Can a product of 4 consecutive natural numbers end in 116

Question

So i was given this question with two parts:

(a) Prove that the product of two consecutive even numbers is always divisible by 8.

(b) Can a product of 4 consecutive natural numbers end in 116?

For part (a) here is my solution

Let the first even number be $2n$. The second will be $2n + 2$.

$$2n(2n + 2)$$

$$= 4n^2 + 4n$$

$$= 4(n^2 + n)$$

$$= 4n(n + 1)$$

If n is even:

$$= 4(2k)(n + 1)$$

$$= 8k(n + 1)$$

This is divisible by 8.

If n is odd

$$= 4(2k + 1)(2k + 1 + 1)$$ $$= 4(2k + 1)(2k + 2)$$ $$= 4(2k + 1)2(k + 1)$$ $$= 8(2k + 1)(k + 1)$$

This is divisible by 8

How do you do part (b)?

Answer 1

Part a: you are forgetting that $n$ could be odd.

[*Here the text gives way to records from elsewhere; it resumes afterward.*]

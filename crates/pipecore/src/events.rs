use crate::NodeId;
use chrono::{DateTime, Utc};
use serde::{Deserialize, Serialize};
use tokio::sync::broadcast;
use uuid::Uuid;

pub type RunId = Uuid;

/// Events emitted while a pipeline runs
#[derive(Debug, Clone, Serialize, Deserialize)]
#[serde(tag = "type")]
pub enum PipelineEvent {
    RunStarted {
        run_id: RunId,
        pipeline_id: String,
        timestamp: DateTime<Utc>,
    },
    RunCompleted {
        run_id: RunId,
        success: bool,
        ended_early: bool,
        duration_ms: u64,
        timestamp: DateTime<Utc>,
    },
    NodeStarted {
        run_id: RunId,
        node_id: NodeId,
        component: String,
        timestamp: DateTime<Utc>,
    },
    NodeCompleted {
        run_id: RunId,
        node_id: NodeId,
        duration_ms: u64,
        timestamp: DateTime<Utc>,
    },
    NodeSkipped {
        run_id: RunId,
        node_id: NodeId,
        timestamp: DateTime<Utc>,
    },
    NodeFailed {
        run_id: RunId,
        node_id: NodeId,
        error: String,
        timestamp: DateTime<Utc>,
    },
}

impl PipelineEvent {
    pub fn run_id(&self) -> RunId {
        match self {
            PipelineEvent::RunStarted { run_id, .. }
            | PipelineEvent::RunCompleted { run_id, .. }
            | PipelineEvent::NodeStarted { run_id, .. }
            | PipelineEvent::NodeCompleted { run_id, .. }
            | PipelineEvent::NodeSkipped { run_id, .. }
            | PipelineEvent::NodeFailed { run_id, .. } => *run_id,
        }
    }
}

/// Process-wide broadcast of run events; sending never blocks a run
#[derive(Clone)]
pub struct EventBus {
    sender: broadcast::Sender<PipelineEvent>,
}

impl EventBus {
    pub fn new(capacity: usize) -> Self {
        let (sender, _) = broadcast::channel(capacity.max(1));
        Self { sender }
    }

    pub fn subscribe(&self) -> broadcast::Receiver<PipelineEvent> {
        self.sender.subscribe()
    }

    pub fn emit(&self, event: PipelineEvent) {
        let _ = self.sender.send(event);
    }
}

impl Default for EventBus {
    fn default() -> Self {
        Self::new(1000)
    }
}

Part b: among four consecutive numbers you surely find two consecutive even numbers. If the product can be written $p=1000x+116$, note that $1000$ is divisible by $8$ and, by part a, $p$ is divisible by $8$. So…

Answer 2

I recognize the merit of the exercise. But it could be mentioned that the product of four consecutive natural numbers ends in 0 or in 4. The latter occurs when the first of the four numbers ends in 1 or 6.